Most of the revenue would go toward the federal takeover of Medicaid for children in poverty – currently split between state and federal funds – and provide more money for states that expand their State Children's Health Insurance Program (SCHIP) to include children of the working poor. In practice, states would agree to cover children in households up to 300 percent of poverty level – an income of $57,241 for a family of four in 2005. That change would insure approximately 8 million new children. And with expanded Medicaid access for two additional years through age 20, Prof. Thorpe estimates the entire program would cover between 10 and 11 million uninsured children.

Carrot and Stick

Also not mentioned in the ad is a potentially controversial provision that would require all parents except the lowest earners to buy health insurance for their children, or lose the child tax exemption on their annual income taxes. Except for those in the lowest income bracket – taxable income of less than $29,700 for a single parent and $59,400 a year for couples – parents would lose a $3,200 tax exemption for each child in 2005 if they didn't purchase insurance for their kids. That would amount to a tax increase of $800 per child for those in the next highest tax bracket and $1,120 per child for the most affluent families in the highest bracket.
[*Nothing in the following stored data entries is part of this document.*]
//! API Server Entry Point
//!
//! Application entry point and server initialization.
//! Uses `anyhow` for startup errors.

use auth::{AuthConfig, AuthGate, PgAuthRepository, auth_router};
use axum::{
    Router, http,
    http::{Method, header},
    routing::get,
};
use social::{MemberIdentityResolver, PgSocialRepository, social_router};
use sqlx::postgres::PgPoolOptions;
use std::env;
use std::net::SocketAddr;
use std::sync::Arc;
use tokio::net::TcpListener;
use tower_http::cors::{AllowHeaders, AllowMethods, CorsLayer};
use tower_http::trace::TraceLayer;
use tracing_subscriber::{layer::SubscriberExt, util::SubscriberInitExt};

const DEFAULT_BIND_ADDR: &str = "0.0.0.0:31113";
const DEFAULT_MAX_CONNECTIONS: u32 = 5;

#[tokio::main]
async fn main() -> anyhow::Result<()> {
    // Load .env file
    dotenvy::dotenv().ok();

    // Initialize tracing
    tracing_subscriber::registry()
        .with(
            tracing_subscriber::EnvFilter::try_from_default_env()
                .unwrap_or_else(|_| "api=info,auth=info,social=info,tower_http=info".into()),
        )
        .with(tracing_subscriber::fmt::layer())
        .init();

    // Database connection
    let database_url = env::var("DATABASE_URL")
        .map_err(|_| anyhow::anyhow!("DATABASE_URL must be set in environment"))?;

    let max_connections = env::var("DATABASE_MAX_CONNECTIONS")
        .ok()
        .and_then(|v| v.parse().ok())
        .unwrap_or(DEFAULT_MAX_CONNECTIONS);

    let pool = PgPoolOptions::new()
        .max_connections(max_connections)
        .connect(&database_url)
        .await?;

    tracing::info!(max_connections, "Connected to database");

    // Run migrations
    sqlx::migrate!("../../../database/migrations")
        .run(&pool)
        .await?;

    tracing::info!("Migrations completed");

    // Auth configuration
    let auth_config = Arc::new(AuthConfig::from_env()?);

    let auth_repo = PgAuthRepository::new(pool.clone());
    let social_repo = PgSocialRepository::new(pool.clone());

    let gate = AuthGate::new(
        Arc::new(auth_repo.clone()),
        Arc::new(MemberIdentityResolver::new(Arc::new(social_repo.clone()))),
        auth_config,
    );

    // CORS configuration
    let frontend_origins = env::var("FRONTEND_ORIGINS")
        .unwrap_or_else(|_| "http://localhost:3000,http://127.0.0.1:3000".to_string());

    let allowed_origins: Vec<http::HeaderValue> = frontend_origins
        .split(',')
        .filter_map(|origin| origin.trim().parse().ok())
        .collect();

    let cors = CorsLayer::new()
        .allow_origin(allowed_origins)
        .allow_methods(AllowMethods::list([
            Method::GET,
            Method::POST,
            Method::OPTIONS,
        ]))
        .allow_headers(AllowHeaders::list([
            header::CONTENT_TYPE,
            header::AUTHORIZATION,
            header::ACCEPT,
        ]));

    // Build router
    let app = Router::new()
        .route("/health", get(|| async { "ok" }))
        .merge(auth_router(auth_repo, gate.clone()))
        .merge(social_router(social_repo, gate))
        .layer(TraceLayer::new_for_http())
        .layer(cors);

    // Start server
    let addr: SocketAddr = env::var("BIND_ADDR")
        .unwrap_or_else(|_| DEFAULT_BIND_ADDR.to_string())
        .parse()?;
    tracing::info!("Listening on {}", addr);

    let listener = TcpListener::bind(addr).await?;
    axum::serve(listener, app).await?;

    Ok(())
}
The bill does provide a tax credit for some parents who buy insurance for children ages 19 and under. The credit only covers expenses beyond 5 percent of adjusted gross income each year, and it isn't clear how many families would be in a position to benefit. The credit is aimed at making sure no family pays more than a set portion of annual income on their children's health insurance.

  --by Jennifer L. Ernst

Sources

 

Kenneth E. Thorpe, "Federal Costs Associated with Kerry Health Care Proposal," Prepared for Office of Sen. John Kerry, 26 January 2005.

John Kerry, "Putting Kids First," Editorial, The Berkshire Eagle, 2 June 2005.

S.114, “Kids Come First Act of 2005,” 109th Congress, Introduced 24 January 2005.